Re: [PATCH v20 net-next 9/9] octeontx2-af: npc: cn20k: Allocate npc_priv and dstats dynamically.

From: Ratheesh Kannoth

Date: Wed Jun 10 2026 - 00:42:14 EST


On 2026-06-09 at 09:34:53, Ratheesh Kannoth (rkannoth@xxxxxxxxxxx) wrote:
> Replace the file-scope static npc_priv with a kcalloc'd struct filled
> from hardware bank/subbank geometry at init (num_banks is no longer a
> const compile-time constant; drop init_done and use a non-NULL
> npc_priv pointer for liveness). Thread npc_priv_get() / pointer access
> through the CN20K NPC code paths, extend teardown to kfree the root
> struct on failure and in npc_cn20k_deinit, and adjust MCAM section
> setup to use the discovered subbank count.
>
> Allocate MCAM debugfs dstats via devm_kzalloc instead of a static matrix,
> and use the allocated backing store consistently when computing deltas
> (including the counter rollover compare).
>
> Signed-off-by: Ratheesh Kannoth <rkannoth@xxxxxxxxxxx>

https://sashiko.dev/#/patchset/20260609040453.711932-1-rkannoth%40marvell.com says:

> @@ -397,6 +398,10 @@ int npc_cn20k_debugfs_init(struct rvu *rvu)
>> debugfs_create_file("vidx2idx", 0444, rvu->rvu_dbg.npc,
>> npc_priv, &npc_vidx2idx_map_fops);
>>
>> + dstats = devm_kzalloc(rvu->dev, sizeof(*dstats), GFP_KERNEL);
>> + if (!dstats)
>> + return -ENOMEM;
>Does allocating this memory dynamically per-device but assigning it to a
>static global pointer break multi-device support?

Exist only one AF device per Soc

>If there are multiple RVU devices, the second device will overwrite the
>global dstats pointer, which leaks the devm-managed memory of the first
>device.
No.

>Also, because it uses devm_kzalloc(), if the specific device unbinds, the
>global pointer is freed and left dangling, potentially causing a
>Use-After-Free for the remaining active devices.

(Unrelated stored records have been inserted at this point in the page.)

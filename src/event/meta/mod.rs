mod key_signature;
pub use key_signature::*;

mod time_signature;
pub use time_signature::*;

mod timecode;
pub use timecode::*;

use crate::error::TempoError;
use crate::event::channel::Channel;

/// The purpose of a text meta-event (types 0x01 through 0x07).
#[derive(Debug, Clone, Copy, PartialEq, Eq)]
#[cfg_attr(feature = "serde", derive(serde::Serialize, serde::Deserialize))]
pub enum TextKind {
    /// Any text whatsoever.
    General,
    /// A copyright notice, recommended at time zero of the first track.
    Copyright,
    /// The title of the file (first track) or of a specific track.
    Title,
    /// A description of a synthesized instrument.
    Instrument,
    /// A timed lyric syllable.
    Lyric,
    /// A rehearsal letter or synchronization marker.
    Marker,
    /// A timed description of an extra-musical cue.
    Cue,
}

impl TextKind {
    pub(crate) const fn from_meta_type(meta_type: u8) -> Option<Self> {
        match meta_type {
            0x01 => Some(Self::General),
            0x02 => Some(Self::Copyright),
            0x03 => Some(Self::Title),
            0x04 => Some(Self::Instrument),
            0x05 => Some(Self::Lyric),
            0x06 => Some(Self::Marker),
            0x07 => Some(Self::Cue),
            _ => None,
        }
    }

    /// The meta-event type byte this kind is written as.
    pub const fn meta_type(&self) -> u8 {
        match self {
            Self::General => 0x01,
            Self::Copyright => 0x02,
            Self::Title => 0x03,
            Self::Instrument => 0x04,
            Self::Lyric => 0x05,
            Self::Marker => 0x06,
            Self::Cue => 0x07,
        }
    }
}

/// The duration of a beat ("MIDI quarter note") set by the Set Tempo
/// meta-event.
#[derive(Debug, Clone, Copy, PartialEq, Eq)]
#[cfg_attr(feature = "serde", derive(serde::Serialize, serde::Deserialize))]
pub struct Tempo(u32);

impl Tempo {
    /// Parse and validate the three-byte payload: a big-endian 24-bit
    /// count of microseconds per beat, which must be non-zero.
    pub fn parse(data: &[u8]) -> Result<Self, TempoError> {
        if data.len() != 3 {
            return Err(TempoError::Length(data.len() as u32));
        }
        let micros =
            (u32::from(data[0]) << 16) | (u32::from(data[1]) << 8) | u32::from(data[2]);
        if micros == 0 {
            return Err(TempoError::Zero);
        }
        Ok(Self(micros))
    }

    /// Microseconds per beat, 1..=16777215.
    pub const fn micros_per_beat(&self) -> u32 {
        self.0
    }

    /// The tempo in beats per minute.
    pub fn beats_per_minute(&self) -> f64 {
        60_000_000.0 / f64::from(self.0)
    }
}

/// A meta-event inside a track.
///
/// The buffer-carrying variants borrow the parser's scratch buffer and
/// are valid until the next read.
#[derive(Debug, Clone, Copy, PartialEq, Eq)]
pub enum MetaMessage<'a> {
    /// Identifies a sequence (meta type 0x00).
    SequenceNumber(u16),
    /// A text event (meta types 0x01..=0x07). The payload is opaque
    /// bytes in no guaranteed encoding and may contain NULs.
    Text {
        /// The purpose of the text.
        kind: TextKind,
        /// The raw text bytes.
        data: &'a [u8],
    },
    /// Binds subsequent non-channel events to a channel (meta type
    /// 0x20). Surfaced as-is; the parser does not apply the binding.
    ChannelPrefix(Channel),
    /// Closes the current track (meta type 0x2F).
    EndOfTrack,
    /// Sets the beat duration (meta type 0x51).
    Tempo(Tempo),
    /// Anchors the track at an absolute SMPTE time (meta type 0x54).
    SmpteOffset(Timecode),
    /// A notated time signature (meta type 0x58).
    TimeSignature(TimeSignature),
    /// A key signature (meta type 0x59).
    KeySignature(KeySignature),
    /// Any other meta type, carried opaquely.
    Custom {
        /// The meta-event type byte.
        kind: u8,
        /// The raw payload.
        data: &'a [u8],
    },
}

Next rvu probe() would allocate this memory again during probe(). Use will happen only after allocation.
As part of hardening series (post merge of this series), will plan to move this
pointer to "rvu" structure.

>> /* mcam_idx should be less than (2 * bank depth) */
>> - if (mcam_idx >= npc_priv.bank_depth * 2) {
>> + if (mcam_idx >= npc_priv->bank_depth * 2) {
>Can npc_priv be NULL here?
>If a mailbox message is processed before npc_cn20k_init() fully allocates
>npc_priv, or if initialization failed and left it NULL, this will cause a
>kernel panic. Should there be a check to ensure npc_priv is allocated
>before dereferencing?

mbox message is from PF/VF. PF/VF driver need AF driver to intialize properly. if npc_priv is NULL,
AF driver probe will fail as npc_priv is allocated during AF driver probe.

>> @@ -1825,37 +1823,37 @@ int npc_mcam_idx_2_subbank_idx(struct rvu *rvu, u16 mcam_idx,
>> int bank_off, sb_id;
>>
>> /* mcam_idx should be less than (2 * bank depth) */
>> - if (mcam_idx >= npc_priv.bank_depth * 2) {
>> + if (mcam_idx >= npc_priv->bank_depth * 2) {
>Can this crash if npc_priv is NULL here?
>Similar to the above, unconditionally dereferencing npc_priv here might
>lead to a NULL pointer dereference.
Same comment as above

>> @@ -4251,8 +4249,8 @@ int rvu_mbox_handler_npc_get_pfl_info(struct rvu *rvu, struct msg_req *req,
>> return -EOPNOTSUPP;
>> }
>>
>> - rsp->kw_type = npc_priv.kw;
>> - rsp->x4_slots = npc_priv.bank_depth;
>> + rsp->kw_type = npc_priv->kw;
>> + rsp->x4_slots = npc_priv->bank_depth;
>> return 0;
>Is it possible for rvu_mbox_handler_npc_get_pfl_info() to be called before
>npc_priv is successfully allocated?
No

>If this mailbox handler fires while npc_priv is NULL, it will panic. Before
>this patch, accessing the uninitialized static struct safely returned zeros.
Mailbox request is from PF. PF driver will fail if AF is not intialized properly.
npc_priv is allocated during AF driver probe().

>> - npc_priv.num_subbanks = num_subbanks;
>> - npc_priv.bank_depth = bank_depth;
>> - npc_priv.subbank_depth = subbank_depth;
>> + npc_priv = kcalloc(1, sizeof(*npc_priv), GFP_KERNEL);
>Could this overwrite the global npc_priv pointer if multiple RVU devices are
>present?
First patch in the series enforce only one AF device per system.

>
>> + npc_defrag_list_clear();
>> + kfree(npc_priv);
>> + npc_priv = NULL;
>> }
>Will setting the static global npc_priv to NULL during teardown crash other
>active devices?
>If multiple devices are present and one is unbound, it will free the shared
>global npc_priv pointer and set it to NULL. The other active devices will
>then crash the next time they attempt to dereference it.

Same comment as above.